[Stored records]

○ ○ ○ ○ ○ ○ ○

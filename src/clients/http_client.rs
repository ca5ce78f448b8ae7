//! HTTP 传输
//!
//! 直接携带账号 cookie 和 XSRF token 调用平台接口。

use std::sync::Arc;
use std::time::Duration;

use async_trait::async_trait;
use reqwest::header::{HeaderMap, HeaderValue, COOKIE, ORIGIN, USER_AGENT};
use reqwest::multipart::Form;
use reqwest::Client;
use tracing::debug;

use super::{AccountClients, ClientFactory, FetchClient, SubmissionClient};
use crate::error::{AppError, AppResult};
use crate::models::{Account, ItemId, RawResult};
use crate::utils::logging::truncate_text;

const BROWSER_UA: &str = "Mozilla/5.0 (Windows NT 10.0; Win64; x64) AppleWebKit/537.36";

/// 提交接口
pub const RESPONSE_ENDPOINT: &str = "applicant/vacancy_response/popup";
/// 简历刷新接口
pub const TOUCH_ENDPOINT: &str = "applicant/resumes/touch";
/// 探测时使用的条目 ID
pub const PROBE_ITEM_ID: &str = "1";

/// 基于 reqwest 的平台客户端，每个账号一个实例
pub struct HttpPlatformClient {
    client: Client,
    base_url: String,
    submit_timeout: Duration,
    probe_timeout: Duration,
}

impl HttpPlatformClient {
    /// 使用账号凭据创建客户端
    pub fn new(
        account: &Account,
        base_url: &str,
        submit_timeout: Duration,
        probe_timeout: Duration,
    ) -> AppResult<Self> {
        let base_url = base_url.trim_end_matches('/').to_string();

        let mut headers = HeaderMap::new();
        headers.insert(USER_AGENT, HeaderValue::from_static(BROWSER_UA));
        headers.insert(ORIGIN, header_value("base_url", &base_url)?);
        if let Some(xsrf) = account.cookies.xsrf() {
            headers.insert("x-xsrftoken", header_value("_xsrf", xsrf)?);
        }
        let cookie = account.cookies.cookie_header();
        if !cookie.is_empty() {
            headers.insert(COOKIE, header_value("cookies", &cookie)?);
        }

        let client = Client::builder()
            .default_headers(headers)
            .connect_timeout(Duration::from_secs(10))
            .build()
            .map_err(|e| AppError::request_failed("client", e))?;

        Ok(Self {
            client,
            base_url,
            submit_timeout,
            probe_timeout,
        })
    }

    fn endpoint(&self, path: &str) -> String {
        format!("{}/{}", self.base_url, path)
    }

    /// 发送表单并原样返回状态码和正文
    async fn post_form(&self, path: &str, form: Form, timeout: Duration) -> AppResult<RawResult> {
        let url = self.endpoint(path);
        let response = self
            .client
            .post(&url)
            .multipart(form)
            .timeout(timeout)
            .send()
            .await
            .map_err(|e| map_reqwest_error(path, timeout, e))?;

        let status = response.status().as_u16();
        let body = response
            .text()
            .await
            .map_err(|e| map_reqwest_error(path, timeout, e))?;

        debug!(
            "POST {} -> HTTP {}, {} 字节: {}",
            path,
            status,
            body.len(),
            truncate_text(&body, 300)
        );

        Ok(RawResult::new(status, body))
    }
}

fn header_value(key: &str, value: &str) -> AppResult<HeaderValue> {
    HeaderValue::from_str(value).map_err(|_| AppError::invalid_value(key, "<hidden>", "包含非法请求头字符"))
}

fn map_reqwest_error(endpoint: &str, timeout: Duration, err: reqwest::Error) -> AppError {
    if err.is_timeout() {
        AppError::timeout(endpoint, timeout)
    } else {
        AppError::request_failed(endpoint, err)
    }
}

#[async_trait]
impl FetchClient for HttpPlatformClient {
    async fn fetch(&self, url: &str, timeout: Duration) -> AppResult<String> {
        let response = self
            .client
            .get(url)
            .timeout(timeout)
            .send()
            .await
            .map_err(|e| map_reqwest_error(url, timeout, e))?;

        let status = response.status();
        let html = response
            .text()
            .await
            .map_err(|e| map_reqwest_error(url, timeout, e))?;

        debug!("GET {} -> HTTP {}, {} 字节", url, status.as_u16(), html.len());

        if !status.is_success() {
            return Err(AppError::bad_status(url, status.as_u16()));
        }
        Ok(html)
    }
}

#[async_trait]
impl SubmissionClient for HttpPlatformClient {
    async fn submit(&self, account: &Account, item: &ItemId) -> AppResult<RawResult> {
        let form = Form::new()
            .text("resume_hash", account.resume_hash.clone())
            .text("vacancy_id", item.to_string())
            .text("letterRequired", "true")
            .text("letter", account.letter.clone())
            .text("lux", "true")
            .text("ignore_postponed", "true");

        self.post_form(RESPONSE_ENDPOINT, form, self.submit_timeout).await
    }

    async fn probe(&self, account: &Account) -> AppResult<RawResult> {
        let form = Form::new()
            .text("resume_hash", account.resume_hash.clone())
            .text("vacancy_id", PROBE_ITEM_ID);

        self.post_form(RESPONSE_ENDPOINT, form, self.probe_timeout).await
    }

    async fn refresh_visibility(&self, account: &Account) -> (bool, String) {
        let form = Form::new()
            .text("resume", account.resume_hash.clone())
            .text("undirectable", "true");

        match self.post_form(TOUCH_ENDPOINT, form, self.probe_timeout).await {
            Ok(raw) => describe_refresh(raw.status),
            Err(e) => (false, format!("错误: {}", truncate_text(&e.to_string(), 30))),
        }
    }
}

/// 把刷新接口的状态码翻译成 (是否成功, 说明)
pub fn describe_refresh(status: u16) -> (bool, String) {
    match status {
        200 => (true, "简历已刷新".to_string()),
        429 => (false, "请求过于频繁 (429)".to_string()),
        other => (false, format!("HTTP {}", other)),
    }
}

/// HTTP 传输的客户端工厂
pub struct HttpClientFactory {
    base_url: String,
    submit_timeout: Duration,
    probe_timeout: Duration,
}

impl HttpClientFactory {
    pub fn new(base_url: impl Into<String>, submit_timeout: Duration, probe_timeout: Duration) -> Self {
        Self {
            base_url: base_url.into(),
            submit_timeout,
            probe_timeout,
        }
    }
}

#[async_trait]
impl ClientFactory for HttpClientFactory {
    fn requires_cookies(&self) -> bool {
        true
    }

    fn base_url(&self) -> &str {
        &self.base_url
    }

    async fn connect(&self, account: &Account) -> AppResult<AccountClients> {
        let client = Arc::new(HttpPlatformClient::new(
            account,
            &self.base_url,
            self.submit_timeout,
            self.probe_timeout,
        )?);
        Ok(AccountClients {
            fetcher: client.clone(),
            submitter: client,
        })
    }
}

○ ○ ○ ○ ○ ○ ○

[Task objective]:
The answer must be every line from the entries above that holds the string "FetchClient".

[Completed exercise]:
use super::{AccountClients, ClientFactory, FetchClient, SubmissionClient};
impl FetchClient for HttpPlatformClient {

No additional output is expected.